_What is being asked_
Beneath this line is the data. Output exactly the lines from the line with "pub struct Config" to the line with "ffprobe binary name or path", both ends included, and nothing more.

_Source material_
_____

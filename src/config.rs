use anyhow::{anyhow, Result};
use serde::{Deserialize, Serialize};
use std::path::{Path, PathBuf};

/// Configuration for the clip splitter
#[derive(Debug, Clone, Default, Serialize, Deserialize)]
#[serde(default)]
pub struct Config {
    /// Entry slot settings
    pub slots: SlotConfig,

    /// Output file settings
    pub output: OutputConfig,

    /// External media engine settings
    pub engine: EngineConfig,
}

#[derive(Debug, Clone, Serialize, Deserialize)]
#[serde(default)]
pub struct SlotConfig {
    /// Number of pre-allocated clip entry slots
    pub capacity: usize,
}

#[derive(Debug, Clone, Serialize, Deserialize)]
#[serde(default)]
pub struct OutputConfig {
    /// Directory clips are written to
    pub dir: PathBuf,

    /// Output filename prefix ("Clip" -> Clip-1.mp4)
    pub file_prefix: String,

    /// Output container extension
    pub container: String,

    /// Write a JSON batch report next to the clips
    pub write_report: bool,
}

#[derive(Debug, Clone, Serialize, Deserialize)]
#[serde(default)]
pub struct EngineConfig {
    /// ffmpeg binary name or path
    pub ffmpeg: String,

    /// ffprobe binary name or path
    pub ffprobe: String,

    /// Video codec for extracted clips
    pub video_codec: String,

    /// Audio codec for extracted clips
    pub audio_codec: String,
}

impl Default for SlotConfig {
    fn default() -> Self {
        Self { capacity: 30 }
    }
}

impl Default for OutputConfig {
    fn default() -> Self {
        Self {
            dir: PathBuf::from("."),
            file_prefix: "Clip".to_string(),
            container: "mp4".to_string(),
            write_report: true,
        }
    }
}

impl Default for EngineConfig {
    fn default() -> Self {
        Self {
            ffmpeg: "ffmpeg".to_string(),
            ffprobe: "ffprobe".to_string(),
            video_codec: "libx264".to_string(),
            audio_codec: "aac".to_string(),
        }
    }
}

impl Config {
    /// Load configuration from the first config file found
    pub fn load() -> Result<Self> {
        let config_paths = [
            "clip-splitter.toml",
            "config/clip-splitter.toml",
            "~/.config/clip-splitter/config.toml",
        ];

        for path in &config_paths {
            if let Ok(config_str) = std::fs::read_to_string(path) {
                match toml::from_str(&config_str) {
                    Ok(config) => {
                        tracing::info!("📄 Loaded configuration from: {}", path);
                        return Ok(config);
                    }
                    Err(e) => {
                        tracing::warn!("Failed to parse config file {}: {}", path, e);
                    }
                }
            }
        }

        Err(anyhow!("No configuration file found"))
    }

    /// Load configuration from a specific file
    pub fn load_from(path: &Path) -> Result<Self> {
        let config_str = std::fs::read_to_string(path)
            .map_err(|e| anyhow!("Failed to read config {}: {}", path.display(), e))?;
        let config = toml::from_str(&config_str)
            .map_err(|e| anyhow!("Failed to parse config {}: {}", path.display(), e))?;
        Ok(config)
    }

    /// Save configuration to file
    pub fn save(&self, path: &str) -> Result<()> {
        let config_str = toml::to_string_pretty(self)?;
        std::fs::write(path, config_str)?;
        tracing::info!("💾 Configuration saved to: {}", path);
        Ok(())
    }

    /// Validate configuration
    pub fn validate(&self) -> Result<()> {
        if self.slots.capacity == 0 {
            return Err(anyhow!("slots.capacity must be greater than 0"));
        }
        if self.output.file_prefix.is_empty() {
            return Err(anyhow!("output.file_prefix must not be empty"));
        }
        if self.output.container.is_empty() {
            return Err(anyhow!("output.container must not be empty"));
        }
        Ok(())
    }
}

#[cfg(test)]
mod tests {
    use super::*;

    #[test]
    fn test_defaults() {
        let config = Config::default();
        assert_eq!(config.slots.capacity, 30);
        assert_eq!(config.output.file_prefix, "Clip");
        assert_eq!(config.output.container, "mp4");
        assert_eq!(config.engine.video_codec, "libx264");
        assert_eq!(config.engine.audio_codec, "aac");
        assert!(config.validate().is_ok());
    }

    #[test]
    fn test_partial_toml_falls_back_to_defaults() {
        let config: Config = toml::from_str(
            r#"
            [slots]
            capacity = 5

            [engine]
            ffmpeg = "/usr/local/bin/ffmpeg"
            "#,
        )
        .unwrap();

        assert_eq!(config.slots.capacity, 5);
        assert_eq!(config.engine.ffmpeg, "/usr/local/bin/ffmpeg");
        assert_eq!(config.engine.ffprobe, "ffprobe");
        assert_eq!(config.output.file_prefix, "Clip");
    }

    #[test]
    fn test_zero_capacity_fails_validation() {
        let mut config = Config::default();
        config.slots.capacity = 0;
        assert!(config.validate().is_err());
    }
}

_____

_Solution_
pub struct Config {
    /// Entry slot settings
    pub slots: SlotConfig,

    /// Output file settings
    pub output: OutputConfig,

    /// External media engine settings
    pub engine: EngineConfig,
}

#[derive(Debug, Clone, Serialize, Deserialize)]
#[serde(default)]
pub struct SlotConfig {
    /// Number of pre-allocated clip entry slots
    pub capacity: usize,
}

#[derive(Debug, Clone, Serialize, Deserialize)]
#[serde(default)]
pub struct OutputConfig {
    /// Directory clips are written to
    pub dir: PathBuf,

    /// Output filename prefix ("Clip" -> Clip-1.mp4)
    pub file_prefix: String,

    /// Output container extension
    pub container: String,

    /// Write a JSON batch report next to the clips
    pub write_report: bool,
}

#[derive(Debug, Clone, Serialize, Deserialize)]
#[serde(default)]
pub struct EngineConfig {
    /// ffmpeg binary name or path
    pub ffmpeg: String,

    /// ffprobe binary name or path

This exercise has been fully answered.